[Saved data entries]
☆ ☆ ☆

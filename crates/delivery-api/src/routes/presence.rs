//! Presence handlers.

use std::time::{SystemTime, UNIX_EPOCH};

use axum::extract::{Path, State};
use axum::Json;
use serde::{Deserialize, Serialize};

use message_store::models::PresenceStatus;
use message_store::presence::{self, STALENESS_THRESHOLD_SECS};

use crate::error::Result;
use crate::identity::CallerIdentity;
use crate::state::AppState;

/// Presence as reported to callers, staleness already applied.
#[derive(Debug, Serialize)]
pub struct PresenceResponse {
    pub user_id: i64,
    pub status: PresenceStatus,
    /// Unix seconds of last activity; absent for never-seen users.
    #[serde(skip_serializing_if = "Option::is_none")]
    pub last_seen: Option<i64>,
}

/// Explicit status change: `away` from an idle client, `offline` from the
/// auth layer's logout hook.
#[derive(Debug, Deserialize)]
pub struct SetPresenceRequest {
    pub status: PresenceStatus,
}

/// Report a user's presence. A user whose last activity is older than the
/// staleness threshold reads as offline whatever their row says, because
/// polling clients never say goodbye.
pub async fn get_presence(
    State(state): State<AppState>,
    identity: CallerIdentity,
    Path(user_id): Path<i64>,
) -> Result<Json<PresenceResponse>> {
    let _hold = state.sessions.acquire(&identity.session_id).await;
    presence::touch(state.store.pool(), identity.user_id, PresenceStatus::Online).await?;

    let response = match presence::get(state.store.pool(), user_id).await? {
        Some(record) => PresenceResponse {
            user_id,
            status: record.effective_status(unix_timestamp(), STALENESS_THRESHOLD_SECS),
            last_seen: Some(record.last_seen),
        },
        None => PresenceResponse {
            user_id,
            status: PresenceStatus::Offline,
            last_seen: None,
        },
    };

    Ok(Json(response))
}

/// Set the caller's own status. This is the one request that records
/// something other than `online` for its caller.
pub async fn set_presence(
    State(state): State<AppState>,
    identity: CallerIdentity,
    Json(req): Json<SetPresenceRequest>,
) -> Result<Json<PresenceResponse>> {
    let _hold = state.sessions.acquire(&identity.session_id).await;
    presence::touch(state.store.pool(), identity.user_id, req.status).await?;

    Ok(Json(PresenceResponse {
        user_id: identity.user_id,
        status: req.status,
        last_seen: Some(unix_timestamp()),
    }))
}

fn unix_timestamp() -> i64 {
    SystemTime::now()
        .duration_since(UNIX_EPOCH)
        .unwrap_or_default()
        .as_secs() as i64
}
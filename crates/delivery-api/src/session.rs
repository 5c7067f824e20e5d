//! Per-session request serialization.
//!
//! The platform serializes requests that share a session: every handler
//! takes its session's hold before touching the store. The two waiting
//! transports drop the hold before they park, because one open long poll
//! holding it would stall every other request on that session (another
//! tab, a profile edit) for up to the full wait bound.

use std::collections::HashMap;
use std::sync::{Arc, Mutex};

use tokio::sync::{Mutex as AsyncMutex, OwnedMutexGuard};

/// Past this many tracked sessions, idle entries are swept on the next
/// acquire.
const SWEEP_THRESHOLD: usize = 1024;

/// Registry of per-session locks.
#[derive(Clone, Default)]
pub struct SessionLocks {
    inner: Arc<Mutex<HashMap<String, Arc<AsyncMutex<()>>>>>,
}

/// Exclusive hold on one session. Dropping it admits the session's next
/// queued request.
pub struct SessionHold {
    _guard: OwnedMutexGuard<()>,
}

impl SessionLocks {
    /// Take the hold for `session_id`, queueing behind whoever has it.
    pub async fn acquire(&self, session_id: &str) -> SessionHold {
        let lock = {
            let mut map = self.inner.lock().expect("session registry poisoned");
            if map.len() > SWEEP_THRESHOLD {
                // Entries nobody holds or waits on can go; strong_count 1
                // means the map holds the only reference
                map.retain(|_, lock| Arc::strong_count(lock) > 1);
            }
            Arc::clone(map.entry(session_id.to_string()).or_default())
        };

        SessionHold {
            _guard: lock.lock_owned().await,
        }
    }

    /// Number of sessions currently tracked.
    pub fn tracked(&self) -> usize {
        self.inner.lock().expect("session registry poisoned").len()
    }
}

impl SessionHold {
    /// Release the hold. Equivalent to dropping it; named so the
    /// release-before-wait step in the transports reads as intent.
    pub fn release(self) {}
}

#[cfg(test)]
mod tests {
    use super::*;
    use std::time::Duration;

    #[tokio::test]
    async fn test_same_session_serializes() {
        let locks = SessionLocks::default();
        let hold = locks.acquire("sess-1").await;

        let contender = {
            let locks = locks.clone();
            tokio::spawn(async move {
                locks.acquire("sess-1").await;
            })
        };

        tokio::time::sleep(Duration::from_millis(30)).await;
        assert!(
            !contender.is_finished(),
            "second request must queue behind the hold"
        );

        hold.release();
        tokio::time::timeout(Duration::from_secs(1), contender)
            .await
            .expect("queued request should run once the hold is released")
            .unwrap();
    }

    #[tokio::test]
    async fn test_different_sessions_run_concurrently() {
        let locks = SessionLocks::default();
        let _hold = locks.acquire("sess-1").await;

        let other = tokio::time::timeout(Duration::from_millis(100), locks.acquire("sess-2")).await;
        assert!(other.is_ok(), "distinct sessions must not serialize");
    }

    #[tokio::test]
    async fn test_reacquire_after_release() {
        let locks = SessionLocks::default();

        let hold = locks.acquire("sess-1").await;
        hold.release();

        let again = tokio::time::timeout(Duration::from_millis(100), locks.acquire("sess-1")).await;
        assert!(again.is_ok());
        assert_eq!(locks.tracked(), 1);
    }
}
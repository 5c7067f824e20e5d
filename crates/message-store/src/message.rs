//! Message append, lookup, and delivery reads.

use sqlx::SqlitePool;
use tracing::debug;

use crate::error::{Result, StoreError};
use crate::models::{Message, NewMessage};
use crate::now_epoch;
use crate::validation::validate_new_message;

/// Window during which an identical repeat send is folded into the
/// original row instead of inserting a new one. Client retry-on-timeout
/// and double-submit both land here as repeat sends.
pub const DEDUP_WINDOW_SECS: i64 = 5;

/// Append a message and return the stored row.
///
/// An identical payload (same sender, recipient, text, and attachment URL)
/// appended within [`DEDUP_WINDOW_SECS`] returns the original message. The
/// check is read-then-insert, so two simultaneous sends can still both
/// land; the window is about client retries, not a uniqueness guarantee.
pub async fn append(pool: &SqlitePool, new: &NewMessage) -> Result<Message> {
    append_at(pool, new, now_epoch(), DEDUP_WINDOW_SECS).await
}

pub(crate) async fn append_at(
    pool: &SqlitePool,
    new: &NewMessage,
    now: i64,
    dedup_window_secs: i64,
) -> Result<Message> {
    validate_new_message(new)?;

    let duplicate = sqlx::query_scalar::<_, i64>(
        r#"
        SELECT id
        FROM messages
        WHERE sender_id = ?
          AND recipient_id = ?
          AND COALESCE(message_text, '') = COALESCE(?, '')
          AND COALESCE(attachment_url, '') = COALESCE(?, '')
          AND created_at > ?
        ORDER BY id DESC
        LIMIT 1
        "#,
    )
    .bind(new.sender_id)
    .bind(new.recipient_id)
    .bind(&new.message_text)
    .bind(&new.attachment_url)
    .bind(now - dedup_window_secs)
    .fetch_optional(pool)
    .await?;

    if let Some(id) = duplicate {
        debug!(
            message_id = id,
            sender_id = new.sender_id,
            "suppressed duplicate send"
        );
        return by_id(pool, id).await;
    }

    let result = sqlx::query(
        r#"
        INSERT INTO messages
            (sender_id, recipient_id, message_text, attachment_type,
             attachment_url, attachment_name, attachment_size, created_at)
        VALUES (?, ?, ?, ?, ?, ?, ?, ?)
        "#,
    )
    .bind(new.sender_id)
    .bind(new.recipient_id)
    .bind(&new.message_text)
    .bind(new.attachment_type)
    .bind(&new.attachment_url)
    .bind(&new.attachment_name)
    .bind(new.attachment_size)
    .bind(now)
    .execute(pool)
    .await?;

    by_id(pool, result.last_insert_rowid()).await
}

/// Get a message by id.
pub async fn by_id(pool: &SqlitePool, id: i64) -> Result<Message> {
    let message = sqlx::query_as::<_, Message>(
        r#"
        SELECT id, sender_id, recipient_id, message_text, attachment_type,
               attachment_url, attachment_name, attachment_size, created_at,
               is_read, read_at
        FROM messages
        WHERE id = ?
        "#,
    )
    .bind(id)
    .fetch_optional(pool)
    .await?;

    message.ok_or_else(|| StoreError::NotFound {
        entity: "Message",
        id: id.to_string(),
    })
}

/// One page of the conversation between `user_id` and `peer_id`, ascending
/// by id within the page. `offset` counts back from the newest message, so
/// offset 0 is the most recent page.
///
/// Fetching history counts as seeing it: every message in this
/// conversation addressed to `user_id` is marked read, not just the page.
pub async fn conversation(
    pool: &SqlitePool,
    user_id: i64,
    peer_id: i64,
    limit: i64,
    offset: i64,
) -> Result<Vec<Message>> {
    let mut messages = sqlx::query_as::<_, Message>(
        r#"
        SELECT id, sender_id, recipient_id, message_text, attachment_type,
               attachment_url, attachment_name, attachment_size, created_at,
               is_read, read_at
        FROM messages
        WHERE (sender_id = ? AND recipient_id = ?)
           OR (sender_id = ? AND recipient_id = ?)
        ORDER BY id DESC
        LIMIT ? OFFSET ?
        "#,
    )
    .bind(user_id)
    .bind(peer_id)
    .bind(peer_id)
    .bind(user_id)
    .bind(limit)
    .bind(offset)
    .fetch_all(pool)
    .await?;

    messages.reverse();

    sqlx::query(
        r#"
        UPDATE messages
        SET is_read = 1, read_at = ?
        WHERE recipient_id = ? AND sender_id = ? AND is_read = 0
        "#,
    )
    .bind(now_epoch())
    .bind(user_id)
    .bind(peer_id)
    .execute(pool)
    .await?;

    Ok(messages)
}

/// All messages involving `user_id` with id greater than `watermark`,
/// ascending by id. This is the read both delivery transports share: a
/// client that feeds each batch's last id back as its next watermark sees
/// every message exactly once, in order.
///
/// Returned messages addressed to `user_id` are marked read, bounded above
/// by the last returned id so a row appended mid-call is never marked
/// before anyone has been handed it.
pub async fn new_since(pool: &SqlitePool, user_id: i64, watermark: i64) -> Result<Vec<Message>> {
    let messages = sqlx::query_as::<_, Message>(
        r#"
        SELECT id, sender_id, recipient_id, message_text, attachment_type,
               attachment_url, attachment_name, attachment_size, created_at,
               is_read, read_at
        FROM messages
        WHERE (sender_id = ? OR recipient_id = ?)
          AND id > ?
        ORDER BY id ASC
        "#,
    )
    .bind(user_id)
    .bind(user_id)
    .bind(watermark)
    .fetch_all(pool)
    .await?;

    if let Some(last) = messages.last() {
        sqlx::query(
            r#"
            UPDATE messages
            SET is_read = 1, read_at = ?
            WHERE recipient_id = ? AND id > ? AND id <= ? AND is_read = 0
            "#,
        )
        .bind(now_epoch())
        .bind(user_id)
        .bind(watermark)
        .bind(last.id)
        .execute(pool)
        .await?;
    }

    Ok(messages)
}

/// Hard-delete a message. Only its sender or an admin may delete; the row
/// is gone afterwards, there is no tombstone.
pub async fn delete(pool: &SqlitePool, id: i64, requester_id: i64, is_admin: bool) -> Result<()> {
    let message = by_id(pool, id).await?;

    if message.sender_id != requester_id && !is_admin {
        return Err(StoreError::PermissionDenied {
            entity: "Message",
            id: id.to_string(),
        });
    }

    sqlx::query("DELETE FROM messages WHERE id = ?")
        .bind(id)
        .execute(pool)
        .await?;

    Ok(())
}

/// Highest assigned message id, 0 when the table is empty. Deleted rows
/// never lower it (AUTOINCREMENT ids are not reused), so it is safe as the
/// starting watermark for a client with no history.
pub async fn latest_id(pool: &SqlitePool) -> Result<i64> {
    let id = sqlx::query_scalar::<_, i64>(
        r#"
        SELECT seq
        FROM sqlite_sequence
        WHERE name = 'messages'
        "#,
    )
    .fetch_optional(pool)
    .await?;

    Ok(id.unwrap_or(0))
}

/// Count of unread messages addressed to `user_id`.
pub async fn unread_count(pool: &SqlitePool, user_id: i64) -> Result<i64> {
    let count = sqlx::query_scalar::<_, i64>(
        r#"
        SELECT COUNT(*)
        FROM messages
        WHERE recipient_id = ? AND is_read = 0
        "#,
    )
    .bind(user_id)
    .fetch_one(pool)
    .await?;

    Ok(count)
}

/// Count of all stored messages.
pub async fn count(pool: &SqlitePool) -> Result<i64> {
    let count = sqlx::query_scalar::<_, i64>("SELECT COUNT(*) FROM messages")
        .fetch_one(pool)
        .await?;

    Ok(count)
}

☆ ☆ ☆

- **Action item**
Each line in the data that holds the string "page" needs to be copied.

- **Result of this task**
/// One page of the conversation between `user_id` and `peer_id`, ascending
/// by id within the page. `offset` counts back from the newest message, so
/// offset 0 is the most recent page.
/// conversation addressed to `user_id` is marked read, not just the page.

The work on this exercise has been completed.